Covid is kind of a bummer. In fact, we’ve had to skip a couple birthdays, and Thanksgiving this year and Christmas will be limited too. I am looking forward to this particular season being over. And yet, there are still so many ways to make each day special and to make the birthday girl (or boy) feel loved.
This year we surprised our birthday girl with a Gingerbread Party just with our little fam and her Aunt and Uncle.
We made gingerbread houses, ate dinner, played games and ate cupcakes to celebrate the birthday girl.
I wanted to give you a few tips we have learned over the years for how to make your own gingerbread house with success. . .especially if you are making them with children!
We learned this tip after years of frustration! It is so much easier to decorate and then put your house together! That way the items that you are “gluing” on will stick and not slide down while the frosting is drying and you can frost onto a flat surface instead of trying to frost strange corners and angles.
It will give you a lot less of a headache! And make decorating easier and more fun!
Royal icing drys faster and is harder than normal frosting.
To frost “snow” onto your house just add a tablespoon of corn starch to your buttercream frosting. It will help it stiffen up and stay firm after your house is done!
Some kits are just not as sturdy. We bought our kits at IKEA or a couple years and we would often find the pieces broken when we opened the kit! And broken gingerbread house pieces are really hard to repair (tip: use melted chocolate).
I prefer a good store bought kit. Homemade certainly has a better flavor, but it is hard to get all of the sides to be exactly the same when making your own. You’ll often find that one side is just slightly taller or wider, making your house wompy.
The advantages of homemade, is that you can make a slightly sturdier cookie. Sometimes store bought kits have pretty flimsy pieces.
Mix on high in an electric stand mixer until smooth. I always add the water a little at a time. You want a very thick royal icing, not a thin one like that which is used for flooding cookies. You want something sturdy to hold your house together.
Blend ingredients on high until smooth. Spoon into frosting bags or put out a big bowl with knives.
Starting with the base of your house spread your royal icing with a knife or frosting bag onto the lower edges of the end house pieces (the tall triangles) that will connect with the sides of the houses. Spread the frosting onto the edges of the house sides as well and connect them to the end. Hold them in place to allow them to dry.

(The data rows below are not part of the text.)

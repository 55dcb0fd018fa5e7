use anyhow::Result;
use clap::Args;
use serde::Serialize;

use evees_core::config::EffectiveConfig;

use crate::cmd::parse_json;
use crate::output::{OutputMode, render};

#[derive(Args, Debug)]
pub struct HashArgs {
    /// JSON document to hash.
    #[arg(value_name = "JSON")]
    pub document: String,
}

#[derive(Debug, Serialize)]
struct HashReport {
    id: String,
}

/// Print the content id of a document without storing it.
pub fn run_hash(args: &HashArgs, config: &EffectiveConfig, output: OutputMode) -> Result<()> {
    let object = parse_json(&args.document)?;
    let report = HashReport {
        id: config.project.hash.hash_value(&object),
    };
    render(output, &report, |r, w| writeln!(w, "{}", r.id))
}
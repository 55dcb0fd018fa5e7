use anyhow::{Context, Result};
use serde::{Deserialize, Serialize};
use std::env;
use std::io::IsTerminal;
use std::path::{Path, PathBuf};
use std::time::Duration;

use crate::cas::router::DEFAULT_SOURCE_TIMEOUT;
use crate::hash::Hasher;
use crate::merge::MergeConfig;

/// Directory holding project state, relative to the project root.
pub const EVEES_DIR: &str = ".evees";

/// Project settings from `.evees/config.toml`.
#[derive(Debug, Clone, Default, PartialEq, Eq, Serialize, Deserialize)]
pub struct EveesConfig {
    #[serde(default)]
    pub hash: Hasher,
    #[serde(default)]
    pub router: RouterConfig,
    #[serde(default)]
    pub merge: MergeConfig,
    #[serde(default)]
    pub store: StoreConfig,
}

#[derive(Debug, Clone, PartialEq, Eq, Serialize, Deserialize)]
pub struct RouterConfig {
    /// How long a fan-out read waits on any one source.
    #[serde(default = "default_timeout_ms")]
    pub timeout_ms: u64,
}

impl Default for RouterConfig {
    fn default() -> Self {
        Self {
            timeout_ms: default_timeout_ms(),
        }
    }
}

impl RouterConfig {
    #[must_use]
    pub const fn timeout(&self) -> Duration {
        Duration::from_millis(self.timeout_ms)
    }
}

#[derive(Debug, Clone, PartialEq, Eq, Serialize, Deserialize)]
pub struct StoreConfig {
    /// SQLite database, relative to `.evees/`.
    #[serde(default = "default_db_path")]
    pub path: PathBuf,
    /// Id of the local remote; perspectives created here name it.
    #[serde(default = "default_remote")]
    pub remote: String,
}

impl Default for StoreConfig {
    fn default() -> Self {
        Self {
            path: default_db_path(),
            remote: default_remote(),
        }
    }
}

impl EveesConfig {
    /// Absolute path of the SQLite database for a project.
    #[must_use]
    pub fn db_path(&self, project_root: &Path) -> PathBuf {
        project_root.join(EVEES_DIR).join(&self.store.path)
    }
}

#[derive(Debug, Clone, Serialize, Deserialize, Default)]
pub struct UserConfig {
    /// Identity recorded as creator of perspectives and commits.
    #[serde(default)]
    pub user: Option<String>,
    #[serde(default)]
    pub output: Option<String>,
}

#[derive(Debug, Clone, Serialize, Deserialize)]
pub struct EffectiveConfig {
    pub project: EveesConfig,
    pub user: UserConfig,
    pub resolved_output: String,
}

pub fn load_project_config(project_root: &Path) -> Result<EveesConfig> {
    let path = project_root.join(EVEES_DIR).join("config.toml");
    if !path.exists() {
        return Ok(EveesConfig::default());
    }

    let content = std::fs::read_to_string(&path)
        .with_context(|| format!("Failed to read {}", path.display()))?;

    toml::from_str::<EveesConfig>(&content)
        .with_context(|| format!("Failed to parse {}", path.display()))
}

/// Write `config` to `.evees/config.toml`, creating the directory.
pub fn save_project_config(project_root: &Path, config: &EveesConfig) -> Result<PathBuf> {
    let dir = project_root.join(EVEES_DIR);
    std::fs::create_dir_all(&dir)
        .with_context(|| format!("Failed to create {}", dir.display()))?;
    let path = dir.join("config.toml");
    let content = toml::to_string_pretty(config).context("Failed to serialize config")?;
    std::fs::write(&path, content).with_context(|| format!("Failed to write {}", path.display()))?;
    Ok(path)
}

pub fn load_user_config() -> Result<UserConfig> {
    let Some(config_dir) = dirs::config_dir() else {
        return Ok(UserConfig::default());
    };

    let path = config_dir.join("evees/config.toml");
    if !path.exists() {
        return Ok(UserConfig::default());
    }

    let content = std::fs::read_to_string(&path)
        .with_context(|| format!("Failed to read {}", path.display()))?;

    toml::from_str::<UserConfig>(&content)
        .with_context(|| format!("Failed to parse {}", path.display()))
}

pub fn resolve_config(project_root: &Path, cli_json: bool) -> Result<EffectiveConfig> {
    let project = load_project_config(project_root)?;
    let mut user = load_user_config()?;
    if let Ok(from_env) = env::var("EVEES_USER") {
        user.user = Some(from_env);
    }

    let env_format = env::var("FORMAT").ok();
    let resolved_output = resolve_output(cli_json, user.output.clone(), env_format);

    Ok(EffectiveConfig {
        project,
        user,
        resolved_output,
    })
}

fn resolve_output(
    cli_json: bool,
    user_output: Option<String>,
    env_format: Option<String>,
) -> String {
    fn normalize_output_mode(raw: &str) -> Option<&'static str> {
        match raw.trim().to_ascii_lowercase().as_str() {
            "pretty" | "human" => Some("pretty"),
            "text" | "plain" => Some("text"),
            "json" => Some("json"),
            _ => None,
        }
    }

    if cli_json {
        return "json".to_string();
    }

    if let Some(mode) = env_format.as_deref().and_then(normalize_output_mode) {
        return mode.to_string();
    }

    if let Some(mode) = user_output.as_deref().and_then(normalize_output_mode) {
        return mode.to_string();
    }

    if std::io::stdout().is_terminal() {
        "pretty".to_string()
    } else {
        "text".to_string()
    }
}

fn default_timeout_ms() -> u64 {
    u64::try_from(DEFAULT_SOURCE_TIMEOUT.as_millis()).unwrap_or(u64::MAX)
}

fn default_db_path() -> PathBuf {
    PathBuf::from("evees.db")
}

fn default_remote() -> String {
    "local".to_string()
}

Do the same for the other end of the house. Place cups at the ends to hold the house together. Allow the frosting to set.
When your house seems firm, add your roof pieces, one at a time coating each edge with royal icing as glue to hold the two pieces together. Hold the roof in place until it sets slightly or prop a cup underneath the rim in order to hold it in place until the frosting sets.
Display your house in a cool dry room. Next to the fireplace might not be the best location!
That’s it! Have fun and get creative! Don’t worry about your house being perfect, especially if you are making it with children. Just enjoy the process and decorate with as much candy as possible! LOL
We had a lot of fun celebrating our girl in spite of covid! I hope that you all find ways to celebrate this holiday season in spite of the difficult circumstances around us!
Blessings to all and happy gingerbread house making!